WHAT IS BEING ASKED
From the first line to the last, retype the data below exactly.

####################

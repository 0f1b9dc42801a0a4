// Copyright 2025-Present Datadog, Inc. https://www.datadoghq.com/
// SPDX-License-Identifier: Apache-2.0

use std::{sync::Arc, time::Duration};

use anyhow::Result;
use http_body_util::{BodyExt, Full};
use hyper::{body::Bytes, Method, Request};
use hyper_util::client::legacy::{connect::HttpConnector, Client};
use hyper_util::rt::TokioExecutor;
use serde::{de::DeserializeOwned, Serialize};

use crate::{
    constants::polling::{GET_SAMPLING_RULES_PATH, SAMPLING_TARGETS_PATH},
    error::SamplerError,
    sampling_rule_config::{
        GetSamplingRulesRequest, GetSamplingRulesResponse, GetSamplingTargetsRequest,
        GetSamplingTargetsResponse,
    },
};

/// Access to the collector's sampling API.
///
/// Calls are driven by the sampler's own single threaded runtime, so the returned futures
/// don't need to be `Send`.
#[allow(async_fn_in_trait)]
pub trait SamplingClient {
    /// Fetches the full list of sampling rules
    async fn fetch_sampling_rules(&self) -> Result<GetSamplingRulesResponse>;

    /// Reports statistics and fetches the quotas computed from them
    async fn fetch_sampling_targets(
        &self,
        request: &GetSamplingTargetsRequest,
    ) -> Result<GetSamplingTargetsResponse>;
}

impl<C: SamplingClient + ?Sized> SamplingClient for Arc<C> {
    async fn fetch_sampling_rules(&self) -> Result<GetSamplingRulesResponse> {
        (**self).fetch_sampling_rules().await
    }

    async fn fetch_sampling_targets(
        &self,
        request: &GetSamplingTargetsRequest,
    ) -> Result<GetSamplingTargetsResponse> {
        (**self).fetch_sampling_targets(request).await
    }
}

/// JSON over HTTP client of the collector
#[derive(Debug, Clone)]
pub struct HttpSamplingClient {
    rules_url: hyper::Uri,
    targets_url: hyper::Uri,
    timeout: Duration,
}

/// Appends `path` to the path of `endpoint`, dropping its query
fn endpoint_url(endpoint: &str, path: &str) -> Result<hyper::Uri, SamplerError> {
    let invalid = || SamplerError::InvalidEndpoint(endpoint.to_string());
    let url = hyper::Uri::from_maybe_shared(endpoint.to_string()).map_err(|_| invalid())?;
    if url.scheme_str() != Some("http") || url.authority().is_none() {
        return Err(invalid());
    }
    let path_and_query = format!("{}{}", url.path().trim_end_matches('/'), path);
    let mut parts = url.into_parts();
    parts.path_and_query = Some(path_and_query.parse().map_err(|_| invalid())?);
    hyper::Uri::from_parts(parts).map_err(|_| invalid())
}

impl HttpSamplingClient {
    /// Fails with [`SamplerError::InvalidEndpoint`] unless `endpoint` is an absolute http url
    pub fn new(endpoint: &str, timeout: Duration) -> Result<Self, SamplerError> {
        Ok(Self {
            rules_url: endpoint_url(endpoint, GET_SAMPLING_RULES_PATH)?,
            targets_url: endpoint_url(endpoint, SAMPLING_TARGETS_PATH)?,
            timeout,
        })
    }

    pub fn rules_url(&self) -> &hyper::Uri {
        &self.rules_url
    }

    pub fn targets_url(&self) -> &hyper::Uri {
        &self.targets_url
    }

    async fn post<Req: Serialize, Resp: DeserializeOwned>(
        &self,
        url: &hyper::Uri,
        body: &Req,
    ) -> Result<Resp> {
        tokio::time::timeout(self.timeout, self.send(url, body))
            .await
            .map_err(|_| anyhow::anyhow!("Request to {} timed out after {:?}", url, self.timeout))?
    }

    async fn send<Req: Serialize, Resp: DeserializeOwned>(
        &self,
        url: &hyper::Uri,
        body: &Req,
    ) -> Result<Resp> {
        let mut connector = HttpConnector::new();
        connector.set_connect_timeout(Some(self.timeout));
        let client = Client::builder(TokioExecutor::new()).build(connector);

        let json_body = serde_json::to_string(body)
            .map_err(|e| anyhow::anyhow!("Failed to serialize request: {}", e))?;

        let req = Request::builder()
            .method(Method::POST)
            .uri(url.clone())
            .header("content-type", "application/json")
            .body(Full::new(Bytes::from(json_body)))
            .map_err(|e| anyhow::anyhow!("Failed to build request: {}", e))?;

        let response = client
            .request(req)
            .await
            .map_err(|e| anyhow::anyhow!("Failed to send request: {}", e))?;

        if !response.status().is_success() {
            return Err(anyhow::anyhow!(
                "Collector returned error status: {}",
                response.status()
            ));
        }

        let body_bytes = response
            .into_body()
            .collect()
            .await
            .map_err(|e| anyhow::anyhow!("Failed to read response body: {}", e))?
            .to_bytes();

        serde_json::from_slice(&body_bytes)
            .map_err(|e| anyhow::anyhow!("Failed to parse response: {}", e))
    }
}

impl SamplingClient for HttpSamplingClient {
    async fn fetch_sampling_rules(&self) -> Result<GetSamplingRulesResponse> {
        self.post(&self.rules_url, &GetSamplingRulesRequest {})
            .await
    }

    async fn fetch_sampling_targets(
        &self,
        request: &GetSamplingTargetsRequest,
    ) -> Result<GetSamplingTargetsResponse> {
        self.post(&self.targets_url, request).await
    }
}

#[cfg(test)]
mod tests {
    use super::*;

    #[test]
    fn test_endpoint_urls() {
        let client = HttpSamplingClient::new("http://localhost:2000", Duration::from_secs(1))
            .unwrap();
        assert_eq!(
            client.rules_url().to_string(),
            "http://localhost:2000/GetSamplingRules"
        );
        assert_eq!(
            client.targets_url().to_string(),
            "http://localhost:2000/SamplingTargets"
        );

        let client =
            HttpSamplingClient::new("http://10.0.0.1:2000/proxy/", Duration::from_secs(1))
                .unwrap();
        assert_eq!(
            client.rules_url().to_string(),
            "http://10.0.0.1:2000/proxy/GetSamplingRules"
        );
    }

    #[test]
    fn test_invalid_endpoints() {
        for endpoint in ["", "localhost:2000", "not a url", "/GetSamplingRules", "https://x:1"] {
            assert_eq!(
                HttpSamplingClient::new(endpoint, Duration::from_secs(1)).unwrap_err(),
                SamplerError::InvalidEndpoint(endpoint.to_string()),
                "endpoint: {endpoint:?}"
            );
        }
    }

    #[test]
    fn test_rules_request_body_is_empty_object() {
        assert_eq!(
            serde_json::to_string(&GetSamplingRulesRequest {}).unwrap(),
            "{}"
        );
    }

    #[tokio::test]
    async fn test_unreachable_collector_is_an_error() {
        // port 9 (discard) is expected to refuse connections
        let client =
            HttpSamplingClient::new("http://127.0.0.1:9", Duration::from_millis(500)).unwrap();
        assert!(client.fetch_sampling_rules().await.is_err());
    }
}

####################

SOLUTION TO THIS PROBLEM
repository 0f1b9dc42801a0a4
// Copyright 2025-Present Datadog, Inc. https://www.datadoghq.com/
// SPDX-License-Identifier: Apache-2.0

use std::{sync::Arc, time::Duration};

use anyhow::Result;
use http_body_util::{BodyExt, Full};
use hyper::{body::Bytes, Method, Request};
use hyper_util::client::legacy::{connect::HttpConnector, Client};
use hyper_util::rt::TokioExecutor;
use serde::{de::DeserializeOwned, Serialize};

use crate::{
    constants::polling::{GET_SAMPLING_RULES_PATH, SAMPLING_TARGETS_PATH},
    error::SamplerError,
    sampling_rule_config::{
        GetSamplingRulesRequest, GetSamplingRulesResponse, GetSamplingTargetsRequest,
        GetSamplingTargetsResponse,
    },
};

/// Access to the collector's sampling API.
///
/// Calls are driven by the sampler's own single threaded runtime, so the returned futures
/// don't need to be `Send`.
#[allow(async_fn_in_trait)]
pub trait SamplingClient {
    /// Fetches the full list of sampling rules
    async fn fetch_sampling_rules(&self) -> Result<GetSamplingRulesResponse>;

    /// Reports statistics and fetches the quotas computed from them
    async fn fetch_sampling_targets(
        &self,
        request: &GetSamplingTargetsRequest,
    ) -> Result<GetSamplingTargetsResponse>;
}

impl<C: SamplingClient + ?Sized> SamplingClient for Arc<C> {
    async fn fetch_sampling_rules(&self) -> Result<GetSamplingRulesResponse> {
        (**self).fetch_sampling_rules().await
    }

    async fn fetch_sampling_targets(
        &self,
        request: &GetSamplingTargetsRequest,
    ) -> Result<GetSamplingTargetsResponse> {
        (**self).fetch_sampling_targets(request).await
    }
}

/// JSON over HTTP client of the collector
#[derive(Debug, Clone)]
pub struct HttpSamplingClient {
    rules_url: hyper::Uri,
    targets_url: hyper::Uri,
    timeout: Duration,
}

/// Appends `path` to the path of `endpoint`, dropping its query
fn endpoint_url(endpoint: &str, path: &str) -> Result<hyper::Uri, SamplerError> {
    let invalid = || SamplerError::InvalidEndpoint(endpoint.to_string());
    let url = hyper::Uri::from_maybe_shared(endpoint.to_string()).map_err(|_| invalid())?;
    if url.scheme_str() != Some("http") || url.authority().is_none() {
        return Err(invalid());
    }
    let path_and_query = format!("{}{}", url.path().trim_end_matches('/'), path);
    let mut parts = url.into_parts();
    parts.path_and_query = Some(path_and_query.parse().map_err(|_| invalid())?);
    hyper::Uri::from_parts(parts).map_err(|_| invalid())
}

impl HttpSamplingClient {
    /// Fails with [`SamplerError::InvalidEndpoint`] unless `endpoint` is an absolute http url
    pub fn new(endpoint: &str, timeout: Duration) -> Result<Self, SamplerError> {
        Ok(Self {
            rules_url: endpoint_url(endpoint, GET_SAMPLING_RULES_PATH)?,
            targets_url: endpoint_url(endpoint, SAMPLING_TARGETS_PATH)?,
            timeout,
        })
    }

    pub fn rules_url(&self) -> &hyper::Uri {
        &self.rules_url
    }

    pub fn targets_url(&self) -> &hyper::Uri {
        &self.targets_url
    }

    async fn post<Req: Serialize, Resp: DeserializeOwned>(
        &self,
        url: &hyper::Uri,
        body: &Req,
    ) -> Result<Resp> {
        tokio::time::timeout(self.timeout, self.send(url, body))
            .await
            .map_err(|_| anyhow::anyhow!("Request to {} timed out after {:?}", url, self.timeout))?
    }

    async fn send<Req: Serialize, Resp: DeserializeOwned>(
        &self,
        url: &hyper::Uri,
        body: &Req,
    ) -> Result<Resp> {
        let mut connector = HttpConnector::new();
        connector.set_connect_timeout(Some(self.timeout));
        let client = Client::builder(TokioExecutor::new()).build(connector);

        let json_body = serde_json::to_string(body)
            .map_err(|e| anyhow::anyhow!("Failed to serialize request: {}", e))?;

        let req = Request::builder()
            .method(Method::POST)
            .uri(url.clone())
            .header("content-type", "application/json")
            .body(Full::new(Bytes::from(json_body)))
            .map_err(|e| anyhow::anyhow!("Failed to build request: {}", e))?;

        let response = client
            .request(req)
            .await
            .map_err(|e| anyhow::anyhow!("Failed to send request: {}", e))?;

        if !response.status().is_success() {
            return Err(anyhow::anyhow!(
                "Collector returned error status: {}",
                response.status()
            ));
        }

        let body_bytes = response
            .into_body()
            .collect()
            .await
            .map_err(|e| anyhow::anyhow!("Failed to read response body: {}", e))?
            .to_bytes();

        serde_json::from_slice(&body_bytes)
            .map_err(|e| anyhow::anyhow!("Failed to parse response: {}", e))
    }
}

impl SamplingClient for HttpSamplingClient {
    async fn fetch_sampling_rules(&self) -> Result<GetSamplingRulesResponse> {
        self.post(&self.rules_url, &GetSamplingRulesRequest {})
            .await
    }

    async fn fetch_sampling_targets(
        &self,
        request: &GetSamplingTargetsRequest,
    ) -> Result<GetSamplingTargetsResponse> {
        self.post(&self.targets_url, request).await
    }
}

#[cfg(test)]
mod tests {
    use super::*;

    #[test]
    fn test_endpoint_urls() {
        let client = HttpSamplingClient::new("http://localhost:2000", Duration::from_secs(1))
            .unwrap();
        assert_eq!(
            client.rules_url().to_string(),
            "http://localhost:2000/GetSamplingRules"
        );
        assert_eq!(
            client.targets_url().to_string(),
            "http://localhost:2000/SamplingTargets"
        );

        let client =
            HttpSamplingClient::new("http://10.0.0.1:2000/proxy/", Duration::from_secs(1))
                .unwrap();
        assert_eq!(
            client.rules_url().to_string(),
            "http://10.0.0.1:2000/proxy/GetSamplingRules"
        );
    }

    #[test]
    fn test_invalid_endpoints() {
        for endpoint in ["", "localhost:2000", "not a url", "/GetSamplingRules", "https://x:1"] {
            assert_eq!(
                HttpSamplingClient::new(endpoint, Duration::from_secs(1)).unwrap_err(),
                SamplerError::InvalidEndpoint(endpoint.to_string()),
                "endpoint: {endpoint:?}"
            );
        }
    }

    #[test]
    fn test_rules_request_body_is_empty_object() {
        assert_eq!(
            serde_json::to_string(&GetSamplingRulesRequest {}).unwrap(),
            "{}"
        );
    }

    #[tokio::test]
    async fn test_unreachable_collector_is_an_error() {
        // port 9 (discard) is expected to refuse connections
        let client =
            HttpSamplingClient::new("http://127.0.0.1:9", Duration::from_millis(500)).unwrap();
        assert!(client.fetch_sampling_rules().await.is_err());
    }
}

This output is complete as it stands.